Of course, the tome of the Oklahoma City Barons have been one that has been followed this lockout because of players like Justin Schultz, Taylor Hall, Ryan Nugent-Hopkins, and Jordan Eberle gracing the OKC ice, but with the absence of those four-- what will happen with the Barons. While they sit 7th in the Western Conference, they lose 65 of their 115 goals from those four and it immediate vaults Mark Arcobello as the team's leading scorer. With a team who is only +7 in the goals for/against column, this adjustment could be a rough one.
Another team losing for NHLers is the ECHL's Alaska Aces-- who lead ECHL with 57 points and will lose team's leading scorer Joey Crabb, Nate Thompson, Brandon Dubinsky, and Scott Gomez-- who has regained his scoring prowess, albeit in the minors, with 13 points (six goals) in 11 games with the Aces. The upside to the Aces is that they'll have other scorer the likes of 2nd and 3rd team leading scorers Nick Mazzolini and Garry Nunn to fall back on. The Aces also always seem to be a top talent getter in the ECHL, so a few trades could probably help, too.
When you look at Europe, while the KHL will lose some talent-- the biggest hit probably will come from Switzerland, who loses plenty of talent like Patrick Kane, Tyler Seguin, Joe Thornton, and John Tavares, amongst others. That said, if there's any league in Europe who got more exposure than the KHL, it'd be the Swiss National League. Not only did they get some bigger name players, but they showed them off in their Spengler Cup tournament and showed that they could be a nice side option for older players who cannot find a place to play later on in their careers.

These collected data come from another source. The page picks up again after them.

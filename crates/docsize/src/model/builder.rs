//! Builder API for ergonomic document construction.
//!
//! # Example
//!
//! ```rust
//! use docsize::{GeoPoint, MapBuilder, estimate};
//!
//! let doc = MapBuilder::new()
//!     .string("name", "Alice")
//!     .integer("age", 30)
//!     .geo_point("home", GeoPoint::new(52.52, 13.40))
//!     .map("tags", |m| m.bool("admin", false))
//!     .build();
//!
//! assert_eq!(estimate(&doc), (6 + 1) + (8 + 1) + (16 + 1) + (2 + 1));
//! ```

use std::borrow::Cow;

use crate::model::{GeoPoint, Map, Timestamp, Value};

/// Builder for a map value.
#[derive(Debug, Clone, Default)]
pub struct MapBuilder<'a> {
    fields: Map<'a>,
}

impl<'a> MapBuilder<'a> {
    /// Creates an empty builder.
    pub fn new() -> Self {
        Self::default()
    }

    /// Sets a field to an arbitrary value, replacing any previous value.
    pub fn field(mut self, key: impl Into<Cow<'a, str>>, value: impl Into<Value<'a>>) -> Self {
        self.fields.insert(key.into(), value.into());
        self
    }

    pub fn null(self, key: impl Into<Cow<'a, str>>) -> Self {
        self.field(key, Value::Null)
    }

    pub fn bool(self, key: impl Into<Cow<'a, str>>, value: bool) -> Self {
        self.field(key, Value::Bool(value))
    }

    pub fn integer(self, key: impl Into<Cow<'a, str>>, value: i64) -> Self {
        self.field(key, Value::Integer(value))
    }

    pub fn double(self, key: impl Into<Cow<'a, str>>, value: f64) -> Self {
        self.field(key, Value::Double(value))
    }

    pub fn string(self, key: impl Into<Cow<'a, str>>, value: impl Into<Cow<'a, str>>) -> Self {
        self.field(key, Value::String(value.into()))
    }

    pub fn timestamp(self, key: impl Into<Cow<'a, str>>, value: Timestamp) -> Self {
        self.field(key, Value::Timestamp(value))
    }

    pub fn geo_point(self, key: impl Into<Cow<'a, str>>, value: GeoPoint) -> Self {
        self.field(key, Value::GeoPoint(value))
    }

    pub fn bytes(self, key: impl Into<Cow<'a, str>>, value: impl Into<Cow<'a, [u8]>>) -> Self {
        self.field(key, Value::Bytes(value.into()))
    }

    /// Sets a field to an array of values.
    pub fn array<I, V>(self, key: impl Into<Cow<'a, str>>, items: I) -> Self
    where
        I: IntoIterator<Item = V>,
        V: Into<Value<'a>>,
    {
        let items = items.into_iter().map(Into::into).collect();
        self.field(key, Value::Array(items))
    }

    /// Sets a field to a nested map built by the given function.
    pub fn map<F>(self, key: impl Into<Cow<'a, str>>, f: F) -> Self
    where
        F: FnOnce(MapBuilder<'a>) -> MapBuilder<'a>,
    {
        let nested = f(MapBuilder::new()).build();
        self.field(key, nested)
    }

    /// Returns the number of fields set so far.
    pub fn len(&self) -> usize {
        self.fields.len()
    }

    pub fn is_empty(&self) -> bool {
        self.fields.is_empty()
    }

    /// Builds the map value.
    pub fn build(self) -> Value<'a> {
        Value::Map(self.fields)
    }
}
//! Data model types for document values.
//!
//! This module contains the value tree estimated by [`crate::size`]:
//! - Values (one variant per storage category)
//! - Timestamp and GeoPoint records
//! - Builders (ergonomic construction)

pub mod builder;
pub mod value;

pub use builder::MapBuilder;
pub use value::{Category, GeoPoint, Map, Timestamp, Value};
//! Limits applied when classifying loose input.
//!
//! The estimator itself has no limits. These bound the classification step,
//! which walks externally supplied trees.

/// Default maximum nesting depth of loose input (matches serde_json's parser).
pub const DEFAULT_MAX_DEPTH: usize = 128;

/// Options for classifying loose input into [`crate::Value`].
#[derive(Debug, Clone, Copy, PartialEq, Eq)]
pub struct IngestOptions {
    /// Maximum container nesting depth. The root container is depth 1.
    pub max_depth: usize,
}

impl Default for IngestOptions {
    fn default() -> Self {
        Self {
            max_depth: DEFAULT_MAX_DEPTH,
        }
    }
}

impl IngestOptions {
    /// Creates default ingestion options.
    pub fn new() -> Self {
        Self::default()
    }

    /// Sets the maximum nesting depth.
    pub fn max_depth(mut self, max_depth: usize) -> Self {
        self.max_depth = max_depth;
        self
    }
}
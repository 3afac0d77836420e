//! Error types for ingestion and advisory validation.
//!
//! Estimation itself cannot fail; errors only arise when turning loose input
//! into values or when checking values against document-store rules.

use thiserror::Error;

/// Error while classifying loose input.
#[derive(Debug, Clone, PartialEq, Eq, Error)]
pub enum IngestError {
    #[error("invalid JSON: {0}")]
    Json(String),

    #[error("input nesting exceeds maximum depth {max}")]
    DepthExceeded { max: usize },
}

impl From<serde_json::Error> for IngestError {
    fn from(err: serde_json::Error) -> Self {
        IngestError::Json(err.to_string())
    }
}

/// Value a document store would reject, found by advisory validation.
#[derive(Debug, Clone, PartialEq, Error)]
pub enum ValidationError {
    #[error("{path}: GeoPoint latitude {lat} out of range [-90, +90]")]
    LatitudeOutOfRange { path: String, lat: f64 },

    #[error("{path}: GeoPoint longitude {lon} out of range [-180, +180]")]
    LongitudeOutOfRange { path: String, lon: f64 },

    #[error("{path}: GeoPoint coordinate is NaN")]
    CoordinateIsNan { path: String },

    #[error("{path}: timestamp nanoseconds {nanoseconds} outside range [0, 999999999]")]
    NanosecondsOutOfRange { path: String, nanoseconds: i32 },
}

impl ValidationError {
    /// Returns the location of the offending value (`$` for the root).
    pub fn path(&self) -> &str {
        match self {
            ValidationError::LatitudeOutOfRange { path, .. }
            | ValidationError::LongitudeOutOfRange { path, .. }
            | ValidationError::CoordinateIsNan { path }
            | ValidationError::NanosecondsOutOfRange { path, .. } => path,
        }
    }
}
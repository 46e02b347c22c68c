use clap::ValueEnum;

/// How GSQL client output reaches the terminal.
#[derive(ValueEnum, Clone, Copy, Debug, Default, PartialEq, Eq)]
pub enum OutputMode {
    /// Stream client output while the script runs.
    Stream,
    /// Print the client output as one block once the task finishes.
    #[default]
    Group,
}
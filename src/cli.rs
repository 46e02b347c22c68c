use clap::Parser;

use crate::output::OutputMode;

#[derive(Parser)]
#[command(author, version, about, long_about = None)]
pub struct Cli {
    /// Task file to use
    #[arg(short = 'f', long = "file", default_value = "graphload.toml")]
    pub file: String,

    /// Set a property, e.g. -P gGraphName=OrgGraph (overrides the task file and environment)
    #[arg(short = 'P', long = "property", value_name = "KEY=VALUE", value_parser = parse_property)]
    pub properties: Vec<(String, String)>,

    /// Enable verbose output
    #[arg(short = 'v', long = "verbose")]
    pub verbose: bool,

    /// List available tasks by group and exit
    #[arg(short = 'l', long = "list")]
    pub list: bool,

    /// Number of tasks to run at once; independent tasks run in parallel when above 1
    #[arg(short = 'j', long = "workers")]
    pub workers: Option<usize>,

    /// Show what would be executed without running tasks
    #[arg(long = "dry-run")]
    pub dry_run: bool,

    /// Keep running tasks that do not depend on a failed one
    #[arg(long = "continue-on-failure")]
    pub continue_on_failure: bool,

    /// How to display GSQL client output in the terminal
    #[arg(long = "output", value_enum)]
    pub output: Option<OutputMode>,

    /// Tasks to run, in order; runs the default task if none are given
    pub tasks: Vec<String>,
}

fn parse_property(raw: &str) -> Result<(String, String), String> {
    match raw.split_once('=') {
        Some((key, value)) if !key.trim().is_empty() => {
            Ok((key.trim().to_string(), value.to_string()))
        }
        _ => Err(format!("expected KEY=VALUE, got '{}'", raw)),
    }
}

#[cfg(test)]
mod tests {
    use super::*;

    #[test]
    fn test_parse_arguments() {
        let cli = Cli::parse_from([
            "graphload",
            "-P",
            "gGraphName=OrgGraph",
            "--property",
            "gSecret=a=b",
            "-j",
            "4",
            "createSchema",
            "allLoad",
        ]);

        assert_eq!(cli.file, "graphload.toml");
        assert_eq!(
            cli.properties,
            vec![
                ("gGraphName".to_string(), "OrgGraph".to_string()),
                ("gSecret".to_string(), "a=b".to_string()),
            ]
        );
        assert_eq!(cli.workers, Some(4));
        assert_eq!(cli.tasks, vec!["createSchema", "allLoad"]);
    }

    #[test]
    fn test_parse_property_rejects_missing_key() {
        assert!(parse_property("novalue").is_err());
        assert!(parse_property("=value").is_err());
        assert_eq!(
            parse_property("gHost=").unwrap(),
            ("gHost".to_string(), String::new())
        );
    }
}
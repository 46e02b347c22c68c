use std::{collections::BTreeMap, fmt, path::PathBuf, str::FromStr, time::Duration};

use crate::error::{GraphloadError, Result};

pub const HOST: &str = "gHost";
pub const USER_NAME: &str = "gUserName";
pub const PASSWORD: &str = "gPassword";
pub const ADMIN_USER_NAME: &str = "gAdminUserName";
pub const ADMIN_PASSWORD: &str = "gAdminPassword";
pub const GRAPH_NAME: &str = "gGraphName";
pub const REST_PORT: &str = "gRestPort";
pub const HOST_URI_TYPE: &str = "gHostUriType";
pub const CERT_PATH: &str = "gCertPath";
pub const CLIENT_VERSION: &str = "gClientVersion";
pub const SECRET: &str = "gSecret";

const DEFAULT_REST_PORT: u16 = 9000;

/// Resolved `gXxx` properties, keyed by property name.
pub type Properties = BTreeMap<String, String>;

#[derive(Debug, Clone, Copy, PartialEq, Eq)]
pub enum UriScheme {
    Http,
    Https,
}

impl FromStr for UriScheme {
    type Err = GraphloadError;

    fn from_str(s: &str) -> Result<Self> {
        match s.to_ascii_lowercase().as_str() {
            "http" => Ok(UriScheme::Http),
            "https" => Ok(UriScheme::Https),
            other => Err(GraphloadError::Config(format!(
                "Unsupported URI scheme '{}' for {} (expected http or https)",
                other, HOST_URI_TYPE
            ))),
        }
    }
}

impl fmt::Display for UriScheme {
    fn fmt(&self, f: &mut fmt::Formatter<'_>) -> fmt::Result {
        match self {
            UriScheme::Http => write!(f, "http"),
            UriScheme::Https => write!(f, "https"),
        }
    }
}

/// Settings from the task file that are not connection properties.
#[derive(Debug, Clone, Default)]
pub struct RunOptions {
    pub script_dir: Option<PathBuf>,
    pub log_dir: Option<PathBuf>,
    pub command_timeout: Option<Duration>,
    pub request_timeout: Option<Duration>,
    pub token_lifetime: Option<u64>,
    pub gsql_client: Option<String>,
    pub gsql_tokens: BTreeMap<String, String>,
}

/// Connection and workspace settings for one run.
///
/// Built once at start-up and shared by reference; nothing mutates it
/// afterwards.
#[derive(Debug, Clone)]
pub struct Settings {
    pub host: String,
    pub rest_port: u16,
    pub scheme: UriScheme,
    pub user_name: String,
    pub password: String,
    pub admin_user_name: String,
    pub admin_password: String,
    pub graph_name: String,
    pub cert_path: Option<PathBuf>,
    pub client_version: Option<String>,
    pub secret: Option<String>,
    pub gsql_client: Option<String>,
    pub gsql_tokens: BTreeMap<String, String>,
    pub script_dir: PathBuf,
    pub log_dir: PathBuf,
    pub command_timeout: Option<Duration>,
    pub request_timeout: Option<Duration>,
    pub token_lifetime: Option<u64>,
}

impl Settings {
    pub fn from_properties(properties: &Properties, options: &RunOptions) -> Result<Self> {
        let user_name = required(properties, USER_NAME)?;
        let password = required(properties, PASSWORD)?;

        let rest_port = match optional(properties, REST_PORT) {
            Some(port) => port.parse().map_err(|e| {
                GraphloadError::Config(format!("Invalid {} '{}': {}", REST_PORT, port, e))
            })?,
            None => DEFAULT_REST_PORT,
        };

        let scheme = match optional(properties, HOST_URI_TYPE) {
            Some(scheme) => scheme.parse()?,
            None => UriScheme::Http,
        };

        Ok(Settings {
            host: required(properties, HOST)?,
            rest_port,
            scheme,
            admin_user_name: optional(properties, ADMIN_USER_NAME)
                .unwrap_or_else(|| user_name.clone()),
            admin_password: optional(properties, ADMIN_PASSWORD)
                .unwrap_or_else(|| password.clone()),
            user_name,
            password,
            graph_name: required(properties, GRAPH_NAME)?,
            cert_path: optional(properties, CERT_PATH).map(PathBuf::from),
            client_version: optional(properties, CLIENT_VERSION),
            secret: optional(properties, SECRET),
            gsql_client: options.gsql_client.clone(),
            gsql_tokens: options.gsql_tokens.clone(),
            script_dir: options
                .script_dir
                .clone()
                .unwrap_or_else(|| PathBuf::from("db_scripts")),
            log_dir: options
                .log_dir
                .clone()
                .unwrap_or_else(|| PathBuf::from("logs")),
            command_timeout: options.command_timeout,
            request_timeout: options.request_timeout,
            token_lifetime: options.token_lifetime,
        })
    }

    pub fn base_url(&self) -> String {
        format!("{}://{}:{}", self.scheme, self.host, self.rest_port)
    }

    pub fn url(&self, path: &str) -> String {
        if path.starts_with('/') {
            format!("{}{}", self.base_url(), path)
        } else {
            format!("{}/{}", self.base_url(), path)
        }
    }
}

fn required(properties: &Properties, key: &str) -> Result<String> {
    optional(properties, key)
        .ok_or_else(|| GraphloadError::Config(format!("Missing required property '{}'", key)))
}

fn optional(properties: &Properties, key: &str) -> Option<String> {
    properties
        .get(key)
        .map(|value| value.trim())
        .filter(|value| !value.is_empty())
        .map(str::to_string)
}

#[cfg(test)]
pub(crate) fn sample_properties() -> Properties {
    [
        (HOST, "graph.local"),
        (USER_NAME, "tigergraph"),
        (PASSWORD, "secret-pw"),
        (ADMIN_USER_NAME, "admin"),
        (ADMIN_PASSWORD, "admin-pw"),
        (GRAPH_NAME, "OrgGraph"),
        (REST_PORT, "9000"),
        (HOST_URI_TYPE, "http"),
    ]
    .into_iter()
    .map(|(k, v)| (k.to_string(), v.to_string()))
    .collect()
}

#[cfg(test)]
pub(crate) fn sample_settings() -> Settings {
    Settings::from_properties(&sample_properties(), &RunOptions::default()).unwrap()
}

While there were plenty of players who will need to come back to their NHL clubs, at least a good hunk of them did get some playing time somewhere else. That should make the transition from lockout to mid-season start a little more easier, especially for the fans watching. It'll take little time for rust to be knocked off and will show how well the condition is for all the players coming back.